Certo, ha qualche dubbio. Ha senso andare avanti? La seconda volta potrebbe andare ancora peggio – dopotutto quella è una tigre, e ha mangiato il suo braccio. L'ha vista, mentre mangiava. E' un mostro. La tigre è il male. Forse la ucciderà. Forse si farà uccidere, invece. Forse è più confuso della tigre.
Per un motivo o per l'altro, comunque, ci riprova. E va molto, molto male.
Lo ritrovano dopo un po', in una pozza di sangue. Ma non è morto: un po' mangiucchiato qua e là, ma ancora vivo per miracolo. Qualcuno pensa, dopo averlo visto: è un avvertimento. Una specie di seconda opportunità. E' Dio che ti guarda in faccia e ti dice figliolo, io ti ho avvisato; ora però te la sbrighi da solo.
Passa un po' di tempo. I suoi colleghi domatori lo tengono d'occhio e gli danno pacche sulle spalle. Intanto pensano: è bruciato. Nel senso che è finito, per quel mestiere. Qualcuno glielo dice – prenditi un gatto e trovati un altro lavoro. Magari in ufficio. Rilassati. Almeno per un po'.
Fino a quando, una notte, la tigre va da lui. Non se ne accorge nessuno. Si avvicina al loro circo, entra nella sua tenda, e resta lì. Più tranquilla di un gatto. Il domatore è terrorizzato. Non si scherza dopo aver visto la morte in faccia. Ora ha solo paura. Ma per qualche strano motivo non riesce a sparare alla tigre. E' lì, ai piedi del suo letto, inerme. Lo guarda ogni tanto come se niente fosse.

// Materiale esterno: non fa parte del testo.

//! Proportional demand shares per employee and shift type.
//!
//! Built once per planner run from total monthly demand and the roster's
//! workload percentages; never persisted.

use std::collections::{BTreeMap, HashMap};

use crate::catalog::ShiftCatalog;
use crate::plan::Plan;
use crate::roster::Employee;

/// Ephemeral fair-share table for one planner run.
#[derive(Debug, Clone)]
pub struct ExpectedShares {
    expected: HashMap<String, BTreeMap<String, f64>>,
    totals: BTreeMap<String, u32>,
    days_in_month: u32,
}

impl ExpectedShares {
    /// Distribute each shift's total monthly demand over the roster in
    /// proportion to `percentage / sum(percentages)`.
    pub fn build(
        employees: &[Employee],
        totals: BTreeMap<String, u32>,
        days_in_month: u32,
    ) -> Self {
        let sum_pct: f64 = employees.iter().map(|e| e.percentage).sum();
        let sum_pct = if sum_pct > 0.0 { sum_pct } else { 1.0 };

        let mut expected = HashMap::new();
        for emp in employees {
            let factor = emp.percentage / sum_pct;
            let per_shift: BTreeMap<String, f64> = totals
                .iter()
                .map(|(shift, total)| (shift.clone(), *total as f64 * factor))
                .collect();
            expected.insert(emp.id.clone(), per_shift);
        }

        Self {
            expected,
            totals,
            days_in_month,
        }
    }

    /// Expected number of assignments of `shift` for this employee.
    pub fn expected(&self, employee_id: &str, shift: &str) -> f64 {
        self.expected
            .get(employee_id)
            .and_then(|per_shift| per_shift.get(shift))
            .copied()
            .unwrap_or(0.0)
    }

    /// Total monthly demand for one shift code.
    pub fn total(&self, shift: &str) -> u32 {
        self.totals.get(shift).copied().unwrap_or(0)
    }

    pub fn days_in_month(&self) -> u32 {
        self.days_in_month
    }
}

/// Work assignments of one employee so far this month.
#[derive(Debug, Clone, Default)]
pub struct MonthCounts {
    pub total: u32,
    pub per_shift: BTreeMap<String, u32>,
}

/// Count the employee's work-classified assignments, overall and per shift
/// code.
pub fn month_counts(
    plan: &Plan,
    catalog: &ShiftCatalog,
    employee_id: &str,
    days_in_month: u32,
) -> MonthCounts {
    let mut counts = MonthCounts::default();
    for (day, cell) in plan.employee_cells(employee_id) {
        if day > days_in_month {
            break;
        }
        if catalog.is_work(&cell.shift) {
            counts.total += 1;
            *counts.per_shift.entry(cell.shift.clone()).or_default() += 1;
        }
    }
    counts
}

Dal giorno dopo la tigre è nella sua gabbia. E' la migliore del circo, più grande anche della tenda del domatore. Ogni giorno ha il cibo migliore, e in cambio fa i suoi esercizi. Docile. Si prepara allo spettacolo. Tutti li guardano con sospetto: un mostro feroce che ora è un agnello, e il suo domatore senza un braccio. Non si era mai visto niente del genere. Fa paura come il buio. E non serve dire al domatore che è un pazzo, e che l'unico posto per quella tigre è la giungla o una fossa; è come se non esistessero più separatamente. Il domatore è la tigre, e viceversa.

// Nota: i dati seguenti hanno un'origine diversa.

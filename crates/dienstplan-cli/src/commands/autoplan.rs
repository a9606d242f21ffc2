use clap::Subcommand;
use dienstplan_core::{AutoPlanner, Config, PlanDb, PlannerConfig};

use crate::common::{load_session, render_plan, resolve_month, save_session};

#[derive(Subcommand)]
pub enum AutoplanAction {
    /// Fill the month's open demand with the fairness planner
    Run {
        /// Month (YYYY-MM), defaults to current
        #[arg(long)]
        month: Option<String>,
        /// Seed for a reproducible run; omitted means fresh entropy
        #[arg(long)]
        seed: Option<u64>,
        /// Print the resulting grid
        #[arg(long)]
        show: bool,
    },
}

pub fn run(action: AutoplanAction) -> Result<(), Box<dyn std::error::Error>> {
    let db = PlanDb::open()?;
    let config = Config::load_or_default();
    match action {
        AutoplanAction::Run { month, seed, show } => {
            let month = resolve_month(month.as_deref())?;
            let mut session = load_session(&db, month, &config)?;
            if session.employees().is_empty() {
                return Err("roster is empty; add employees first".into());
            }
            if session.needs().is_empty() {
                return Err(format!("no demand recorded for {month}").into());
            }

            let before = session.plan().len();
            let planner = AutoPlanner::with_config(PlannerConfig {
                seed,
                weights: config.weights,
            });

            if session.auto_fill(&planner) {
                save_session(&db, &session)?;
                let added = session.plan().len() - before;
                println!("auto-plan for {month} finished: {added} cells assigned");
            } else {
                println!("auto-plan for {month} changed nothing");
            }
            if show {
                print!("{}", render_plan(&session));
            }
        }
    }
    Ok(())
}
//! Month arithmetic for plan addressing.
//!
//! The planner works on 1-based calendar days within a single month; weeks
//! are Monday-anchored (Monday = 1 .. Sunday = 7). The partial first week
//! of a month is treated as starting at day 1.

use std::fmt;
use std::str::FromStr;

use chrono::{Datelike, Local, NaiveDate};
use serde::{Deserialize, Serialize};

use crate::error::CoreError;

/// A `(year, month)` pair identifying one plan month.
///
/// Storage keys months by [`MonthRef::id`], of the form `YYYY-MM`.
#[derive(Debug, Clone, Copy, PartialEq, Eq, PartialOrd, Ord, Serialize, Deserialize)]
pub struct MonthRef {
    pub year: i32,
    /// 1..=12
    pub month: u32,
}

impl MonthRef {
    pub fn new(year: i32, month: u32) -> Self {
        Self { year, month }
    }

    /// The month containing today's local date.
    pub fn current() -> Self {
        let today = Local::now().date_naive();
        Self {
            year: today.year(),
            month: today.month(),
        }
    }

    /// Number of calendar days in this month.
    pub fn days(&self) -> u32 {
        days_in_month(self.year, self.month)
    }

    /// Storage identifier, e.g. `2026-03`.
    pub fn id(&self) -> String {
        format!("{:04}-{:02}", self.year, self.month)
    }

    /// The following month.
    pub fn next(&self) -> Self {
        if self.month == 12 {
            Self::new(self.year + 1, 1)
        } else {
            Self::new(self.year, self.month + 1)
        }
    }

    /// The preceding month.
    pub fn prev(&self) -> Self {
        if self.month == 1 {
            Self::new(self.year - 1, 12)
        } else {
            Self::new(self.year, self.month - 1)
        }
    }
}

impl fmt::Display for MonthRef {
    fn fmt(&self, f: &mut fmt::Formatter<'_>) -> fmt::Result {
        write!(f, "{}", self.id())
    }
}

impl FromStr for MonthRef {
    type Err = CoreError;

    fn from_str(s: &str) -> Result<Self, Self::Err> {
        let invalid = || CoreError::InvalidMonthId(s.to_string());
        let (y, m) = s.split_once('-').ok_or_else(invalid)?;
        let year: i32 = y.parse().map_err(|_| invalid())?;
        let month: u32 = m.parse().map_err(|_| invalid())?;
        if !(1..=12).contains(&month) {
            return Err(invalid());
        }
        Ok(Self { year, month })
    }
}

/// Number of days in the given month.
pub fn days_in_month(year: i32, month: u32) -> u32 {
    let first = match NaiveDate::from_ymd_opt(year, month, 1) {
        Some(d) => d,
        None => return 0,
    };
    let next = if month == 12 {
        NaiveDate::from_ymd_opt(year + 1, 1, 1)
    } else {
        NaiveDate::from_ymd_opt(year, month + 1, 1)
    };
    match next {
        Some(n) => (n - first).num_days() as u32,
        None => 0,
    }
}

/// Monday-based weekday of a calendar day: Monday = 1 .. Sunday = 7.
pub fn weekday_mon1(year: i32, month: u32, day: u32) -> u32 {
    NaiveDate::from_ymd_opt(year, month, day)
        .map(|d| d.weekday().number_from_monday())
        .unwrap_or(1)
}

/// Calendar day (within the month) of the Monday of the week containing
/// `day`, clamped to day 1 for the partial first week.
pub fn week_start_day(year: i32, month: u32, day: u32) -> u32 {
    let dow = weekday_mon1(year, month, day);
    day.saturating_sub(dow - 1).max(1)
}

/// Saturday or Sunday.
pub fn is_weekend(year: i32, month: u32, day: u32) -> bool {
    weekday_mon1(year, month, day) >= 6
}

/// Monday through Friday.
pub fn is_workday(year: i32, month: u32, day: u32) -> bool {
    !is_weekend(year, month, day)
}

/// Number of Monday-Friday days in the month.
pub fn workdays_in_month(year: i32, month: u32) -> u32 {
    (1..=days_in_month(year, month))
        .filter(|&d| is_workday(year, month, d))
        .count() as u32
}

#[cfg(test)]
mod tests {
    use super::*;

    #[test]
    fn test_days_in_month() {
        assert_eq!(days_in_month(2026, 1), 31);
        assert_eq!(days_in_month(2026, 2), 28);
        assert_eq!(days_in_month(2024, 2), 29);
        assert_eq!(days_in_month(2026, 4), 30);
        assert_eq!(days_in_month(2026, 12), 31);
    }

    #[test]
    fn test_weekday_mon1() {
        // 2026-06-01 is a Monday
        assert_eq!(weekday_mon1(2026, 6, 1), 1);
        assert_eq!(weekday_mon1(2026, 6, 6), 6);
        assert_eq!(weekday_mon1(2026, 6, 7), 7);
        // 2026-08-01 is a Saturday
        assert_eq!(weekday_mon1(2026, 8, 1), 6);
    }

    #[test]
    fn test_week_start_clamped_to_first_day() {
        // 2026-08-01 is a Saturday; its Monday lies in July, so the window
        // is clamped to day 1.
        assert_eq!(week_start_day(2026, 8, 1), 1);
        assert_eq!(week_start_day(2026, 8, 2), 1);
        // 2026-08-03 is a Monday
        assert_eq!(week_start_day(2026, 8, 3), 3);
        assert_eq!(week_start_day(2026, 8, 9), 3);
        assert_eq!(week_start_day(2026, 8, 10), 10);
    }

    #[test]
    fn test_weekend_detection() {
        assert!(is_weekend(2026, 6, 6));
        assert!(is_weekend(2026, 6, 7));
        assert!(!is_weekend(2026, 6, 8));
        assert!(is_workday(2026, 6, 12));
    }

    #[test]
    fn test_month_ref_id_roundtrip() {
        let m = MonthRef::new(2026, 3);
        assert_eq!(m.id(), "2026-03");
        let parsed: MonthRef = "2026-03".parse().unwrap();
        assert_eq!(parsed, m);
    }

    #[test]
    fn test_month_ref_parse_rejects_garbage() {
        assert!("2026".parse::<MonthRef>().is_err());
        assert!("2026-13".parse::<MonthRef>().is_err());
        assert!("march".parse::<MonthRef>().is_err());
    }

    #[test]
    fn test_month_ref_navigation() {
        let dec = MonthRef::new(2025, 12);
        assert_eq!(dec.next(), MonthRef::new(2026, 1));
        assert_eq!(MonthRef::new(2026, 1).prev(), dec);
        assert_eq!(MonthRef::new(2026, 6).next(), MonthRef::new(2026, 7));
    }

    #[test]
    fn test_workdays_in_month() {
        // June 2026: starts on a Monday, 30 days -> 22 workdays
        assert_eq!(workdays_in_month(2026, 6), 22);
    }
}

Lo spettacolo è magnifico. Centinaia di persone, nel circo più famoso del mondo, a vedere due parti di uno stesso corpo, la chimera uomo-tigre, che ballano insieme nel cerchio di fuoco. Tutti, nessuno escluso, tornano a casa con qualcosa dentro. Qualcosa in più, o qualcosa in meno. Cambiati, comunque.

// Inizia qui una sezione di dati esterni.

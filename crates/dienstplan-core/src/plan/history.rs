//! Linear undo/redo over plan transactions.
//!
//! Two stacks of forward/backward delta pairs. Pushing a new transaction
//! clears the redo stack; empty diffs are rejected so no-op edits never
//! pollute history. Undo/redo on an empty stack is a no-op.

use super::diff::{apply, PlanDiff};
use super::Plan;

/// Undo/redo stacks for one plan session.
#[derive(Debug, Clone, Default)]
pub struct History {
    past: Vec<PlanDiff>,
    future: Vec<PlanDiff>,
}

impl History {
    pub fn new() -> Self {
        Self::default()
    }

    pub fn can_undo(&self) -> bool {
        !self.past.is_empty()
    }

    pub fn can_redo(&self) -> bool {
        !self.future.is_empty()
    }

    /// Record a committed transaction. Returns false (and records nothing)
    /// for an empty diff.
    pub fn push(&mut self, diff: PlanDiff) -> bool {
        if diff.is_empty() {
            return false;
        }
        self.past.push(diff);
        self.future.clear();
        true
    }

    /// Revert the most recent transaction against `plan`. Returns the
    /// restored snapshot, or None when there is nothing to undo.
    pub fn undo(&mut self, plan: &Plan) -> Option<Plan> {
        let entry = self.past.pop()?;
        let restored = apply(plan, &entry.backward);
        self.future.push(entry);
        Some(restored)
    }

    /// Re-apply the most recently undone transaction against `plan`.
    pub fn redo(&mut self, plan: &Plan) -> Option<Plan> {
        let entry = self.future.pop()?;
        let next = apply(plan, &entry.forward);
        self.past.push(entry);
        Some(next)
    }

    /// Drop all recorded transactions (e.g. when switching months).
    pub fn clear(&mut self) {
        self.past.clear();
        self.future.clear();
    }

    pub fn depth(&self) -> usize {
        self.past.len()
    }
}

Poi, come sempre, il tempo passa, e anche gli spettacoli. A quello strano miracolo, lentamente, gli altri nel circo si abituano bene, e girano il mondo tutti insieme per anni. Di sera, ogni tanto, il domatore si avvicina alla gabbia, e guarda la sua tigre. Certe volte in quegli occhi vede l'ombra del predatore incontrato nella giungla; sono come li ha visti la prima volta, ma sono anche diversi in un modo che non riesce a capire. Altre volte li osserva con odio, e pensa al suo braccio, e a tutto quello che nella vita non ha potuto fare a causa di quel maledetto animale. Altre volte ancora ha paura, perché gli sembra di vedere, di sfuggita, una strana luce omicida. Nascosta. In attesa.
Poi va a dormire. Sogna spesso di quando tutto era ancora possibile; o di una tigre che lo divora nel sonno. Nello stesso momento, poco lontano, la tigre si addormenta tranquilla, perché vedrà al suo risveglio – anche in una città diversa, anche in un mondo diverso – il domatore tornare dalla sua tenda. Sa che è lì per occuparsi di lei. Di notte sognerà la giungla.